Roueche is no less provocative when he turns to more animate objects. Elwood Schmidt maintains a solo medical practice in the lonely little New Mexican town of Jal. With a few carefully chosen quotes, Roueche brings the doctor to life and makes the reader care about him. "Here's a man with nothing wrong with him except he's drunk by noon every day of his life," laments Schmidt to Roueche after his dinner has been interrupted by a would-be patient. "Goddamned people in this town who think I'm like that light switch over there on the wall. Switch it on. Day or night. Rain or shine. And I'll come running."
The other characters described in Roueche's full-length portraits in this collection of 13 pieces that originally appeared in The New Yorker move with a similar ease through the routines of their lives. A Congregational minister visits the aged and tries, without notable success, to counsel the young. Residents of a West Virginia hill town adjust to living in an environment better suited to mountain goats. "How many places do you know," one of the townspeople asks Roueche, "where you can stand at the basement door and spit on the roof of a three-story house?" Visiting a small German-colonized town in Missouri, Roueche reveals that the passage of more than a century has left the place astonishingly unchanged. If the little community of Hermann were to be picked up and set down somewhere in Germany, Roueche convincingly shows, most of its residents would hardly know the difference.

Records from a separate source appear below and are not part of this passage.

use std::process::ExitCode;

use clap::{Args, Parser, Subcommand};
use miette::IntoDiagnostic;
use tracing_subscriber::EnvFilter;

use kira_taxa::app::{App, ProgressSink, SearchOptions};
use kira_taxa::config::ConfigLoader;
use kira_taxa::domain::{MatchingMode, parse_dataset_key};
use kira_taxa::error::TaxaError;
use kira_taxa::gbif::GbifHttpClient;
use kira_taxa::output::{JsonOutput, OutputMode, StderrProgress};
use kira_taxa::rank::Rank;
use kira_taxa::resolver::Resolver;
use kira_taxa::source::SearchFilters;
use kira_taxa::walker::QueryOptions;

#[derive(Parser)]
#[command(name = "kira-taxa")]
#[command(about = "Resolve scientific-name usages and their hierarchy from GBIF")]
#[command(version, author)]
struct Cli {
    #[arg(long, global = true)]
    config: Option<String>,

    #[arg(long, global = true)]
    progress: bool,

    #[command(subcommand)]
    command: Commands,
}

#[derive(Subcommand)]
enum Commands {
    #[command(about = "Resolve name usages by local key or persistent id")]
    Usage(UsageArgs),
    #[command(about = "Find name usages by name")]
    Search(SearchArgs),
    #[command(about = "Walk the ancestors of a name usage")]
    Higher(HigherArgs),
    #[command(about = "Walk the descendants of a name usage")]
    Lower(LowerArgs),
}

#[derive(Args)]
struct UsageArgs {
    #[arg(required = true)]
    keys: Vec<String>,
}

#[derive(Args)]
struct SearchArgs {
    query: String,

    #[arg(long, value_enum, default_value_t = MatchingMode::Exact)]
    mode: MatchingMode,

    #[arg(long)]
    rank: Option<Rank>,

    #[arg(long)]
    synonyms: bool,

    #[arg(long)]
    basionyms: bool,

    #[arg(long)]
    strict: bool,

    #[arg(long)]
    verbose: bool,

    #[arg(long)]
    classification: Option<String>,

    #[arg(long)]
    dataset: Option<String>,

    #[arg(long)]
    limit: Option<usize>,
}

#[derive(Args)]
struct HigherArgs {
    key: String,

    #[arg(long)]
    rank_stop: Option<Rank>,

    #[arg(long, default_value_t = -1, allow_negative_numbers = true, help = "Ancestor levels; negative walks the full chain")]
    height: i32,
}

#[derive(Args)]
struct LowerArgs {
    key: String,

    #[arg(long, default_value_t = 0, allow_negative_numbers = true, help = "Generations below the children; negative is unbounded")]
    depth: i32,
}

fn main() -> ExitCode {
    if let Err(report) = run() {
        eprintln!("{report:?}");
        if let Some(taxa) = report.downcast_ref::<TaxaError>() {
            return ExitCode::from(map_exit_code(taxa));
        }
        return ExitCode::from(1);
    }
    ExitCode::SUCCESS
}

fn map_exit_code(error: &TaxaError) -> u8 {
    match error {
        TaxaError::NotFound(_) => 2,
        error if error.is_transport() => 3,
        _ => 1,
    }
}

fn run() -> miette::Result<()> {
    tracing_subscriber::fmt()
        .with_env_filter(EnvFilter::from_default_env())
        .with_target(false)
        .with_writer(std::io::stderr)
        .init();

    let cli = Cli::parse();
    let output_mode = if cli.progress {
        OutputMode::Verbose
    } else {
        OutputMode::Quiet
    };

    let config = ConfigLoader::resolve(cli.config.as_deref())?;
    let client = GbifHttpClient::new(&config.gbif)?;
    let app = App::new(Resolver::new(client, config.resolver));
    let sink: &dyn ProgressSink = match output_mode {
        OutputMode::Verbose => &StderrProgress,
        OutputMode::Quiet => &JsonOutput,
    };

    match cli.command {
        Commands::Usage(args) => {
            let result = app.usage(&args.keys, sink)?;
            JsonOutput::print_usage(&result).into_diagnostic()
        }
        Commands::Search(args) => {
            let dataset_key = args.dataset.as_deref().map(parse_dataset_key).transpose()?;
            let options = SearchOptions {
                mode: Some(args.mode),
                query: QueryOptions {
                    rank: args.rank,
                    include_synonyms: args.synonyms,
                    include_basionyms: args.basionyms,
                    strict: args.strict,
                    verbose: args.verbose,
                    classification: args.classification,
                    filters: SearchFilters {
                        dataset_key,
                        limit: args.limit,
                        ..Default::default()
                    },
                },
            };
            let result = app.search(&args.query, &options, sink)?;
            JsonOutput::print_search(&result).into_diagnostic()
        }
        Commands::Higher(args) => {
            let result = app.higher(&args.key, args.rank_stop, args.height, sink)?;
            JsonOutput::print_hierarchy(&result).into_diagnostic()
        }
        Commands::Lower(args) => {
            let result = app.lower(&args.key, args.depth, sink)?;
            JsonOutput::print_hierarchy(&result).into_diagnostic()
        }
    }
}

The super-reporter is at his best describing locales and the means travelers use to get from one to another. His chronicle of a voyage in an umiak, an open skin-covered Eskimo craft, from Nome to a fragment of rock called King Island, is a masterpiece of terse narrative and clinical observation. Without wasting a diphthong, Roueche captures the look and feeling of the gray ice-choked sea, the pleasant bite of whisky and the new taste of muktuk, or whale fat: "The blubber looked like a block of cheese--pale pink cheese with a thick black rind. It was very tender and almost tasteless. The only flavor was a very faint sweetness."
Even more evocative is the title piece of this collection, an account of a voyage by towboat down the Missouri and Mississippi rivers to New Orleans. With a style that occasionally echoes Mark Twain, Roueche records the banter between pilots of passing barges, remembers the gargantuan meals consumed in the boat's mess (fried country ham and red eye gravy, sweet potatoes, succotash, okra, banana cream pie) and recaptures as well as anyone has ever managed to do the awe that all great waterways evoke. "The river was unmistakably the Mississippi now," Roueche writes. "It stretched a mile wide and infinitely on ahead. In the thin white early-morning light, it might have been a lake. But the banks were still riverbanks -- sand bars and willow flats, wil low slopes and high cottonwood bluffs."
Roueche leaves no doubt that he hates to see any journey, any visit, any encounter end. Readers who pick up The River World are likely to have the same feeling about his book.